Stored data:

//! Membership bonuses
//!
//! Applies the configured join/leave point deltas through the same atomic
//! store path and role-sync flow as reaction processing.

use std::sync::Arc;

use tracing::{debug, info, instrument};

use karma_core::{ScoreChanged, Snowflake};

use super::context::ServiceContext;
use super::error::ServiceResult;
use super::reaction::ScoreDelta;
use super::sync::RoleSyncDispatcher;

/// Membership bonus service
pub struct MembershipService {
    ctx: Arc<ServiceContext>,
    dispatcher: Arc<RoleSyncDispatcher>,
}

impl MembershipService {
    /// Create a new MembershipService
    pub fn new(ctx: Arc<ServiceContext>, dispatcher: Arc<RoleSyncDispatcher>) -> Self {
        Self { ctx, dispatcher }
    }

    /// A member joined the community
    #[instrument(skip(self))]
    pub async fn on_member_join(
        &self,
        community_id: Snowflake,
        user_id: Snowflake,
    ) -> ServiceResult<ScoreDelta> {
        let bonus = match self.ctx.settings().get(community_id) {
            Some(settings) => settings.member_join_bonus,
            None => {
                debug!("dropping member-join event for unknown community");
                return Ok(ScoreDelta::Ignored);
            }
        };
        self.apply_bonus(community_id, user_id, bonus, "join").await
    }

    /// A member left the community
    #[instrument(skip(self))]
    pub async fn on_member_leave(
        &self,
        community_id: Snowflake,
        user_id: Snowflake,
    ) -> ServiceResult<ScoreDelta> {
        let bonus = match self.ctx.settings().get(community_id) {
            Some(settings) => settings.member_leave_bonus,
            None => {
                debug!("dropping member-leave event for unknown community");
                return Ok(ScoreDelta::Ignored);
            }
        };
        self.apply_bonus(community_id, user_id, bonus, "leave").await
    }

    async fn apply_bonus(
        &self,
        community_id: Snowflake,
        user_id: Snowflake,
        bonus: i64,
        kind: &str,
    ) -> ServiceResult<ScoreDelta> {
        if bonus == 0 {
            return Ok(ScoreDelta::Ignored);
        }

        let new_score = self
            .ctx
            .apply_delta_serialized(community_id, user_id, bonus)
            .await?;

        info!(user_id = %user_id, bonus, new_score, kind, "Membership bonus applied");

        self.dispatcher
            .notify(ScoreChanged::new(community_id, user_id, new_score));

        Ok(ScoreDelta::Applied {
            delta: bonus,
            new_score,
        })
    }
}
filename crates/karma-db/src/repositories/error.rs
//! Error handling utilities for repositories

use karma_core::DomainError;
use sqlx::Error as SqlxError;

/// Convert SQLx error to DomainError
///
/// Pool, connection, and IO failures are transient store unavailability;
/// decode failures mean the table holds something we cannot interpret.
pub fn map_db_error(e: SqlxError) -> DomainError {
    match e {
        SqlxError::ColumnDecode { .. } | SqlxError::Decode(_) | SqlxError::TypeNotFound { .. } => {
            DomainError::StoreCorrupt(e.to_string())
        }
        _ => DomainError::StoreUnavailable(e.to_string()),
    }
}
//! Domain entities

mod reaction;
mod role_diff;
mod score;
mod threshold;

pub use reaction::{ReactionAction, ReactionEvent};
pub use role_diff::{RoleAction, RoleDiff, RoleSyncFailure};
pub use score::ScoreRecord;
pub use threshold::{RoleThreshold, ThresholdTable};
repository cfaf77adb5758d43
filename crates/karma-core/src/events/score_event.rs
//! Score events - emitted whenever a user's score changes
//!
//! Consumed by the role-sync dispatcher to drive reconciliation. The event
//! carries the post-mutation score so reconciliation never has to re-read
//! the store.

use chrono::{DateTime, Utc};
use serde::{Deserialize, Serialize};

use crate::value_objects::Snowflake;

/// Notification that a user's score changed
#[derive(Debug, Clone, PartialEq, Eq, Serialize, Deserialize)]
pub struct ScoreChanged {
    pub community_id: Snowflake,
    pub user_id: Snowflake,
    pub new_score: i64,
    pub occurred_at: DateTime<Utc>,
}

impl ScoreChanged {
    /// Create a new ScoreChanged event stamped with the current time
    pub fn new(community_id: Snowflake, user_id: Snowflake, new_score: i64) -> Self {
        Self {
            community_id,
            user_id,
            new_score,
            occurred_at: Utc::now(),
        }
    }

    /// Coalescing key: one pending reconciliation per (community, user)
    #[inline]
    pub fn key(&self) -> (Snowflake, Snowflake) {
        (self.community_id, self.user_id)
    }
}

#[cfg(test)]
mod tests {
    use super::*;

    #[test]
    fn test_event_key() {
        let ev = ScoreChanged::new(Snowflake::new(1), Snowflake::new(2), 10);
        assert_eq!(ev.key(), (Snowflake::new(1), Snowflake::new(2)));
    }

    #[test]
    fn test_event_round_trips_through_json() {
        let ev = ScoreChanged::new(Snowflake::new(1), Snowflake::new(2), -4);
        let json = serde_json::to_string(&ev).unwrap();
        let back: ScoreChanged = serde_json::from_str(&json).unwrap();
        assert_eq!(ev, back);
    }
}
//! Collaborator traits (ports) - define the interfaces the engine consumes
//!
//! The domain layer states what it needs from the durable score ledger and
//! from the chat platform; infrastructure crates and the embedding
//! application provide the implementations.

use std::collections::HashSet;

use async_trait::async_trait;

use crate::entities::ScoreRecord;
use crate::error::DomainError;
use crate::value_objects::Snowflake;

/// Result type for collaborator operations
pub type CoreResult<T> = Result<T, DomainError>;

// ============================================================================
// Score Store
// ============================================================================

/// Durable (community, user) -> score ledger
///
/// `apply_delta` must be atomic per record: concurrent deltas for the same
/// (community, user) pair never lose an update.
#[async_trait]
pub trait ScoreStore: Send + Sync {
    /// Current score, 0 when no record exists
    async fn get_score(&self, community_id: Snowflake, user_id: Snowflake) -> CoreResult<i64>;

    /// Atomically add `delta` to the record, creating it if absent; returns the new score
    async fn apply_delta(
        &self,
        community_id: Snowflake,
        user_id: Snowflake,
        delta: i64,
    ) -> CoreResult<i64>;

    /// Overwrite the record with an absolute value (administrative override); returns it
    async fn set_score(
        &self,
        community_id: Snowflake,
        user_id: Snowflake,
        points: i64,
    ) -> CoreResult<i64>;

    /// Highest scores in a community, descending, at most `limit` records
    async fn top_scores(&self, community_id: Snowflake, limit: i64) -> CoreResult<Vec<ScoreRecord>>;
}

// ============================================================================
// Platform Client
// ============================================================================

/// Chat-platform operations the engine needs for role sync and authorization
#[async_trait]
pub trait PlatformClient: Send + Sync {
    /// Roles currently assigned to the user in the community
    async fn user_roles(
        &self,
        community_id: Snowflake,
        user_id: Snowflake,
    ) -> CoreResult<HashSet<Snowflake>>;

    /// Assign a role to the user; granting an already-held role is a no-op
    async fn grant_role(
        &self,
        community_id: Snowflake,
        user_id: Snowflake,
        role_id: Snowflake,
    ) -> CoreResult<()>;

    /// Remove a role from the user; revoking an unheld role is a no-op
    async fn revoke_role(
        &self,
        community_id: Snowflake,
        user_id: Snowflake,
        role_id: Snowflake,
    ) -> CoreResult<()>;

    /// Whether the user may perform administrative score adjustments
    async fn has_administrative_capability(
        &self,
        community_id: Snowflake,
        user_id: Snowflake,
    ) -> CoreResult<bool>;
}
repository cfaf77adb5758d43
//! Role reconciler
//!
//! Computes the score-derived desired role set and makes the platform's
//! state match it. Only threshold-managed roles are ever touched.

use futures::future::join_all;
use tracing::{info, instrument, warn};

use karma_core::{DomainError, RoleAction, RoleDiff, RoleSyncFailure, Snowflake};

use super::context::ServiceContext;
use super::error::ServiceResult;

/// Role reconciler
pub struct RoleReconciler<'a> {
    ctx: &'a ServiceContext,
}

impl<'a> RoleReconciler<'a> {
    /// Create a new RoleReconciler
    pub fn new(ctx: &'a ServiceContext) -> Self {
        Self { ctx }
    }

    /// Reconcile a user's roles against their current score
    ///
    /// Grant/revoke failures are collected per role in the returned diff;
    /// one failed operation never aborts the others. Re-running with an
    /// unchanged score and unchanged external state yields an empty diff.
    #[instrument(skip(self))]
    pub async fn reconcile(
        &self,
        community_id: Snowflake,
        user_id: Snowflake,
        score: i64,
    ) -> ServiceResult<RoleDiff> {
        let Some(settings) = self.ctx.settings().get(community_id) else {
            return Ok(RoleDiff::default());
        };
        if settings.thresholds.is_empty() {
            // Rank-role feature disabled; no platform calls at all
            return Ok(RoleDiff::default());
        }

        let desired = settings.thresholds.roles_for(score);
        let managed = settings.thresholds.managed_roles();

        let current = self
            .ctx
            .bounded(self.ctx.platform().user_roles(community_id, user_id), || {
                DomainError::PlatformCallFailed("user_roles timed out".to_string())
            })
            .await?;

        let mut operations: Vec<(Snowflake, RoleAction)> = Vec::new();
        for role_id in &desired {
            if !current.contains(role_id) {
                operations.push((*role_id, RoleAction::Grant));
            }
        }
        for role_id in current.intersection(&managed) {
            if !desired.contains(role_id) {
                operations.push((*role_id, RoleAction::Revoke));
            }
        }

        if operations.is_empty() {
            return Ok(RoleDiff::default());
        }

        let results = join_all(
            operations
                .into_iter()
                .map(|(role_id, action)| self.apply_role_op(community_id, user_id, role_id, action)),
        )
        .await;

        let mut diff = RoleDiff::default();
        for (role_id, action, result) in results {
            match result {
                Ok(()) => match action {
                    RoleAction::Grant => diff.granted.push(role_id),
                    RoleAction::Revoke => diff.revoked.push(role_id),
                },
                Err(err) => {
                    warn!(%role_id, ?action, error = %err, "Role operation failed");
                    diff.failures.push(RoleSyncFailure {
                        role_id,
                        action,
                        reason: err.to_string(),
                    });
                }
            }
        }

        info!(
            granted = diff.granted.len(),
            revoked = diff.revoked.len(),
            failed = diff.failures.len(),
            "Roles reconciled"
        );

        Ok(diff)
    }

    async fn apply_role_op(
        &self,
        community_id: Snowflake,
        user_id: Snowflake,
        role_id: Snowflake,
        action: RoleAction,
    ) -> (Snowflake, RoleAction, karma_core::CoreResult<()>) {
        let timeout_err =
            || DomainError::PlatformCallFailed("role operation timed out".to_string());
        let result = match action {
            RoleAction::Grant => {
                self.ctx
                    .bounded(
                        self.ctx.platform().grant_role(community_id, user_id, role_id),
                        timeout_err,
                    )
                    .await
            }
            RoleAction::Revoke => {
                self.ctx
                    .bounded(
                        self.ctx.platform().revoke_role(community_id, user_id, role_id),
                        timeout_err,
                    )
                    .await
            }
        };
        (role_id, action, result)
    }
}
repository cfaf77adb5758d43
//! # karma-common
//!
//! Shared utilities including configuration, error handling, and telemetry.

pub mod config;
pub mod error;
pub mod telemetry;

// Re-export commonly used types at crate root
pub use config::{
    AppConfig, AppSettings, CommunityConfig, CommunitySettings, ConfigError, DatabaseConfig,
    Environment, PointsConfig, SettingsRegistry, ThresholdConfig,
};
pub use error::{AppError, AppResult};
pub use telemetry::{
    init_tracing, init_tracing_with_config, try_init_tracing, try_init_tracing_with_config,
    TracingConfig, TracingError,
};
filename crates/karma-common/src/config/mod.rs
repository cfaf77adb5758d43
//! Configuration structs and the per-community settings registry

mod app_config;
mod settings;

pub use app_config::{
    AppConfig, AppSettings, CommunityConfig, ConfigError, DatabaseConfig, Environment,
    PointsConfig, ThresholdConfig,
};
pub use settings::{CommunitySettings, SettingsRegistry};
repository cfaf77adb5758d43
//! Application error types

mod app_error;

pub use app_error::{AppError, AppResult};
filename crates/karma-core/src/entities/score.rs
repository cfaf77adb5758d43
//! Score record entity - per-user reputation within a community

use serde::{Deserialize, Serialize};

use crate::value_objects::Snowflake;

/// A user's reputation score within one community
///
/// Scores are signed and unbounded in both directions; the engine never
/// clamps them. A record exists from the first point-affecting event onwards.
#[derive(Debug, Clone, Copy, PartialEq, Eq, Serialize, Deserialize)]
pub struct ScoreRecord {
    pub community_id: Snowflake,
    pub user_id: Snowflake,
    pub points: i64,
}

impl ScoreRecord {
    /// Create a new ScoreRecord
    pub fn new(community_id: Snowflake, user_id: Snowflake, points: i64) -> Self {
        Self {
            community_id,
            user_id,
            points,
        }
    }
}

#[cfg(test)]
mod tests {
    use super::*;

    #[test]
    fn test_score_record_creation() {
        let record = ScoreRecord::new(Snowflake::new(1), Snowflake::new(100), -3);
        assert_eq!(record.community_id, Snowflake::new(1));
        assert_eq!(record.user_id, Snowflake::new(100));
        assert_eq!(record.points, -3);
    }
}
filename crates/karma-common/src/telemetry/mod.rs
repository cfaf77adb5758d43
//! Telemetry - tracing/logging setup

mod tracing_setup;

pub use tracing_setup::{
    init_tracing, init_tracing_with_config, try_init_tracing, try_init_tracing_with_config,
    TracingConfig, TracingError,
};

PROBLEM STATEMENT: Above are records; repeat only the lines starting at the line with "mod role_diff;" and ending at the line with "score ledger and", exactly as they appear, both included.

PROBLEM SOLUTION:
mod role_diff;
mod score;
mod threshold;

pub use reaction::{ReactionAction, ReactionEvent};
pub use role_diff::{RoleAction, RoleDiff, RoleSyncFailure};
pub use score::ScoreRecord;
pub use threshold::{RoleThreshold, ThresholdTable};
repository cfaf77adb5758d43
filename crates/karma-core/src/events/score_event.rs
//! Score events - emitted whenever a user's score changes
//!
//! Consumed by the role-sync dispatcher to drive reconciliation. The event
//! carries the post-mutation score so reconciliation never has to re-read
//! the store.

use chrono::{DateTime, Utc};
use serde::{Deserialize, Serialize};

use crate::value_objects::Snowflake;

/// Notification that a user's score changed
#[derive(Debug, Clone, PartialEq, Eq, Serialize, Deserialize)]
pub struct ScoreChanged {
    pub community_id: Snowflake,
    pub user_id: Snowflake,
    pub new_score: i64,
    pub occurred_at: DateTime<Utc>,
}

impl ScoreChanged {
    /// Create a new ScoreChanged event stamped with the current time
    pub fn new(community_id: Snowflake, user_id: Snowflake, new_score: i64) -> Self {
        Self {
            community_id,
            user_id,
            new_score,
            occurred_at: Utc::now(),
        }
    }

    /// Coalescing key: one pending reconciliation per (community, user)
    #[inline]
    pub fn key(&self) -> (Snowflake, Snowflake) {
        (self.community_id, self.user_id)
    }
}

#[cfg(test)]
mod tests {
    use super::*;

    #[test]
    fn test_event_key() {
        let ev = ScoreChanged::new(Snowflake::new(1), Snowflake::new(2), 10);
        assert_eq!(ev.key(), (Snowflake::new(1), Snowflake::new(2)));
    }

    #[test]
    fn test_event_round_trips_through_json() {
        let ev = ScoreChanged::new(Snowflake::new(1), Snowflake::new(2), -4);
        let json = serde_json::to_string(&ev).unwrap();
        let back: ScoreChanged = serde_json::from_str(&json).unwrap();
        assert_eq!(ev, back);
    }
}
//! Collaborator traits (ports) - define the interfaces the engine consumes
//!
//! The domain layer states what it needs from the durable score ledger and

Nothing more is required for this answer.